§ Problem description
From the entries below, reproduce exactly the line containing "self.save(entries).await;", the line containing "let store = self.store.clone();", and every line in between, with nothing added.

┏━━

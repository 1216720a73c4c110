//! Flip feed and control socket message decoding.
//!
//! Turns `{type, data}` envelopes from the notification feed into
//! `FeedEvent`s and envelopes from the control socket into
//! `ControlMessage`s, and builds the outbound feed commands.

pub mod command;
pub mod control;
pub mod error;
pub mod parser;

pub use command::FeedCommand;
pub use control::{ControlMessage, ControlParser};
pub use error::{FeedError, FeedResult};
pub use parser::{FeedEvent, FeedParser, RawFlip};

┗━━
┏━━

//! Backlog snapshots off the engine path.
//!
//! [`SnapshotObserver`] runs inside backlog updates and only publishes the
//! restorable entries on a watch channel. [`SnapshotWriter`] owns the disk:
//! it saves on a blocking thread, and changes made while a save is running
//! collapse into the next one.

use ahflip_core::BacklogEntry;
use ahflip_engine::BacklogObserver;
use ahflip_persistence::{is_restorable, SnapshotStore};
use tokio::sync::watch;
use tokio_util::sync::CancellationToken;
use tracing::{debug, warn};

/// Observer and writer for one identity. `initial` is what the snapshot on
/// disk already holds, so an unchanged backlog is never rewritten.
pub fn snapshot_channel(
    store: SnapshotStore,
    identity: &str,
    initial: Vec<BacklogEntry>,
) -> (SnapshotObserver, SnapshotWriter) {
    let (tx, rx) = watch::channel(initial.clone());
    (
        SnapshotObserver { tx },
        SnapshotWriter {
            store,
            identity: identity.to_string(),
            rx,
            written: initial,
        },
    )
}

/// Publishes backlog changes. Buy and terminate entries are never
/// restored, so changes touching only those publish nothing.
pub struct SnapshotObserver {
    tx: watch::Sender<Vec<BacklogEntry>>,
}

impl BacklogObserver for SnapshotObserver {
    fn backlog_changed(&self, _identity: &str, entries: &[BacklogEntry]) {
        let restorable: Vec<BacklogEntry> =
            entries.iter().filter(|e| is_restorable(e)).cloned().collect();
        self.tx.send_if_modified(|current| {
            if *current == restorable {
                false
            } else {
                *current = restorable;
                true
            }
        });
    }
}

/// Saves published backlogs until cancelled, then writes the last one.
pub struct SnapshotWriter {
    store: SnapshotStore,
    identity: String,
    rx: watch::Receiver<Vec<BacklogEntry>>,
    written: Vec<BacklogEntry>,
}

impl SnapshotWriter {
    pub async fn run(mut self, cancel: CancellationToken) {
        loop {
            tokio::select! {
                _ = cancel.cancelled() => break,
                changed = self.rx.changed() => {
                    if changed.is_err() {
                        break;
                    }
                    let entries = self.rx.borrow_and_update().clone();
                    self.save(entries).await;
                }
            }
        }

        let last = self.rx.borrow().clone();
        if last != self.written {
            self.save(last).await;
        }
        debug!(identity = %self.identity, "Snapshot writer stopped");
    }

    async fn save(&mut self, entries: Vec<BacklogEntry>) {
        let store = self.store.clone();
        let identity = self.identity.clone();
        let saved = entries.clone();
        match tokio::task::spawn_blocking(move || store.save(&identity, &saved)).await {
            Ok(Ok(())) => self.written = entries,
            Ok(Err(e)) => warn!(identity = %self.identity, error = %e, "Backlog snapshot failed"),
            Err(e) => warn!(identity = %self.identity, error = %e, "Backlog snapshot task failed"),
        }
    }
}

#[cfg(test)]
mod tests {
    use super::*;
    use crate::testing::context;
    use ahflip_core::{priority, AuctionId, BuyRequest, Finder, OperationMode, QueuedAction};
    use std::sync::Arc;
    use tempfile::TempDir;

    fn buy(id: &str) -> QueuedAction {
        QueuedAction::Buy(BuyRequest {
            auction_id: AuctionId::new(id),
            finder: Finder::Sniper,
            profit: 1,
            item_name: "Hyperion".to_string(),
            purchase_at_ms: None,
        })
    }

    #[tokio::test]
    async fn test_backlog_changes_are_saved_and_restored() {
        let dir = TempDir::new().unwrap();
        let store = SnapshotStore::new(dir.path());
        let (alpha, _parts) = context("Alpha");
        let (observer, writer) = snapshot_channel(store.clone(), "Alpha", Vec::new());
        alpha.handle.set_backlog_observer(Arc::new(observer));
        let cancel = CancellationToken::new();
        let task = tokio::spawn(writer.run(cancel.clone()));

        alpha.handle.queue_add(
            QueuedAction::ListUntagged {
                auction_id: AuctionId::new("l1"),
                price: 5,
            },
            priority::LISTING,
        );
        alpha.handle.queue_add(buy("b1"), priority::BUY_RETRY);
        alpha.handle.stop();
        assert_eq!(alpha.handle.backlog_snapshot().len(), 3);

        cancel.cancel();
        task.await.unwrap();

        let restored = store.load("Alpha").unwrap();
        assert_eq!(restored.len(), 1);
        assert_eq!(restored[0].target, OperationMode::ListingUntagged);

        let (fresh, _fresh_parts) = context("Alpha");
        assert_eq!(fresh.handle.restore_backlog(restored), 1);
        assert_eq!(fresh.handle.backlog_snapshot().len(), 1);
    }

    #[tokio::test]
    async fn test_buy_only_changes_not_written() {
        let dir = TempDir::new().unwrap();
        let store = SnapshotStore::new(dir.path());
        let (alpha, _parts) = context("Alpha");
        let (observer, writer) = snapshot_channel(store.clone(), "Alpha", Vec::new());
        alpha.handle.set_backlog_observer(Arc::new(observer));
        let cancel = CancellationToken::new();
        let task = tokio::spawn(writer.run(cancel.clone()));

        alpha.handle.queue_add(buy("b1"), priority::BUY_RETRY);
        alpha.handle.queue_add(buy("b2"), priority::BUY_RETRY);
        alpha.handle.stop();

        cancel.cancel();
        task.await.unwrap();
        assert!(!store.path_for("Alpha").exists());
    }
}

┗━━

§ Solved problem
                    self.save(entries).await;
                }
            }
        }

        let last = self.rx.borrow().clone();
        if last != self.written {
            self.save(last).await;
        }
        debug!(identity = %self.identity, "Snapshot writer stopped");
    }

    async fn save(&mut self, entries: Vec<BacklogEntry>) {
        let store = self.store.clone();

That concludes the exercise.